Mangiamo due fette di torta, come delle ingenue. Sostituirà il pranzo no? Macché. Eccolo lì: zuppa, riso, patate. Vorremmo catapultarci sul prato e dormire sotto quegli alberi che hanno tante storie da raccontare.
Invece saliamo in macchina, andiamo a trovare un’altra famiglia a una decina di chilometri. E’ difficile non guardarci sconcertate quando arriva un piatto sul tavolo dove ci siamo appena seduti. E’ riso con latte, una delle poche cose che non mi piace della cucina colombiana, evvabbè, non si può rifiutare.
La signora che ce l’ha preparato ha una faccia da abbracci, iniziamo a chiacchierare del suo caffè, mente il marito ci osserva da sotto un sombrero di paglia, è timido ma si vede che è felice di averci lì. Arriva Nhora, la figlia trentacinquenne della coppia, che ci farà da guida per tutta la tenuta.
In mezzo al caffè hanno seminato peperoncino, piselli, tuberi vari, limoni, mandarini, fiori. Eccolo quel disordine naturale che da alla loro bevanda un sapore speciale. Li sotto la terra le radici si abbracciano e mescolano i profumi e le proprietà, regalando alla tazza qualcosa di magico.
Le pecore non stanno zitte un secondo e la pioggia torna a bagnare gli obiettivi e i cappucci che ci mettiamo in testa. Maciniamo il caffè della famiglia e li filmiamo mentre lo impacchettano.
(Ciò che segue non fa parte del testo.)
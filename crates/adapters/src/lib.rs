//! # notifyhub-adapters
//!
//! Concrete `PlatformAdapter`, `RateLimiter`, `TemplateEngine`, and `Logger`
//! implementations for notifyhub. This crate depends only on `domain`,
//! `ports`, and `shared` — it never depends on `app` or `infra`, which wire
//! these adapters together behind the public facade.

#![deny(clippy::unwrap_used)]
#![deny(clippy::expect_used)]

pub mod logger;
pub mod rate_limiter;
#[cfg(feature = "smtp")]
pub mod smtp;
pub mod template;
#[cfg(feature = "webhook")]
pub mod sms;
#[cfg(feature = "webhook")]
pub mod webhook;

pub use logger::{NoopLogger, TracingLogger};
pub use rate_limiter::{AlwaysAllow, TokenBucketRateLimiter};
#[cfg(feature = "smtp")]
pub use smtp::SmtpAdapter;
#[cfg(feature = "webhook")]
pub use sms::SmsAdapter;
pub use template::SimpleTemplateEngine;
#[cfg(feature = "webhook")]
pub use webhook::{ChatPayloadFormat, ChatWebhookAdapter, WebhookAdapter};

/// Returns the adapters crate version.
#[must_use]
pub const fn adapters_crate_version() -> &'static str {
    env!("CARGO_PKG_VERSION")
}
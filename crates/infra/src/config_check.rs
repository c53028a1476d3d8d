//! Config loading helpers for CLI surfaces.

use crate::InfraResult;
use notifyhub_config::{load_notifyhub_config_from_path, load_notifyhub_config_from_sources, to_pretty_json, NotifyHubConfigOverrides, NotifyHubEnv};
use std::collections::BTreeMap;
use std::path::Path;

/// Load and validate the effective config from a file path (env and
/// overrides layered on top per `notifyhub-config`'s precedence), returning
/// deterministic pretty-printed JSON.
///
/// # Errors
/// Returns an [`crate::InfraError`] if the file cannot be read or parsed, the
/// process environment fails to parse, an override is invalid, or the
/// resulting config fails schema validation.
pub fn load_effective_config_from_path_json(path: &Path, overrides: Option<&NotifyHubConfigOverrides>) -> InfraResult<String> {
    let config = load_notifyhub_config_from_path(path, overrides)?;
    to_pretty_json(config.as_ref())
}

/// Load and validate the effective config from an explicit env map (no
/// config file), returning deterministic pretty-printed JSON. Used by CLI
/// surfaces that accept `--set key=value` style overrides without a config
/// file on disk.
///
/// # Errors
/// Returns an [`crate::InfraError`] if an environment variable fails to
/// parse, an override is invalid, or the resulting config fails schema
/// validation.
pub fn load_effective_config_from_env_json(env: &BTreeMap<String, String>, overrides: Option<&NotifyHubConfigOverrides>) -> InfraResult<String> {
    let env = NotifyHubEnv::from_map(env)?;
    let config = load_notifyhub_config_from_sources(None, None, &env, overrides)?;
    to_pretty_json(config.as_ref())
}
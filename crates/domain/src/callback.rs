//! Lifecycle events delivered to registered callbacks.

use crate::handle_state::BatchSummary;
use crate::message::Message;
use crate::receipt::Receipt;
use notifyhub_shared::ErrorEnvelope;

/// A lifecycle event fanned out to global and per-message callbacks.
///
/// Deliberately a closed enum rather than a dynamic metadata bag: each
/// variant carries exactly the payload its corresponding callback slot
/// expects, so dispatch is a `match`, not a downcast.
#[derive(Debug, Clone)]
pub enum CallbackEvent {
    /// A message finished delivery with a final receipt.
    Result(Receipt),
    /// A message could not be delivered at all.
    Error(Message, ErrorEnvelope),
    /// A batch made progress; `completed` and `total` count child handles.
    Progress {
        /// Number of children that have reached a terminal state.
        completed: usize,
        /// Total number of children in the batch.
        total: usize,
    },
    /// A batch reached its terminal state.
    Complete(BatchSummary),
}

#[cfg(test)]
mod tests {
    use super::*;

    #[test]
    fn progress_event_carries_counts() {
        let event = CallbackEvent::Progress { completed: 2, total: 5 };
        assert!(matches!(event, CallbackEvent::Progress { completed: 2, total: 5 }));
    }
}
Quei granelli voleranno in Italia, sono orgogliosi mentre gli raccontiamo che lo daremo a chi ci ha aiutate con delle donazioni a essere li con loro.
Scivoliamo in macchina dopo degli abbracci sinceri, ci accingiamo a riceverne altri nella casa di Norberto che dobbiamo lasciare per proseguire il nostro viaggio.
“Che Dio vi benedica!”. Se lo dici tu Norberto, siamo sicure che lo farà. La notte ci accompagna sulla strada verso la prossima tappa, cantiamo un po’ mentre sorridiamo. Vale la pena la pancia ultra piena, il fango sotto le suole, la faccia rossa per il sole, le spalle stanche, vale la pena riempirsi di questa vita.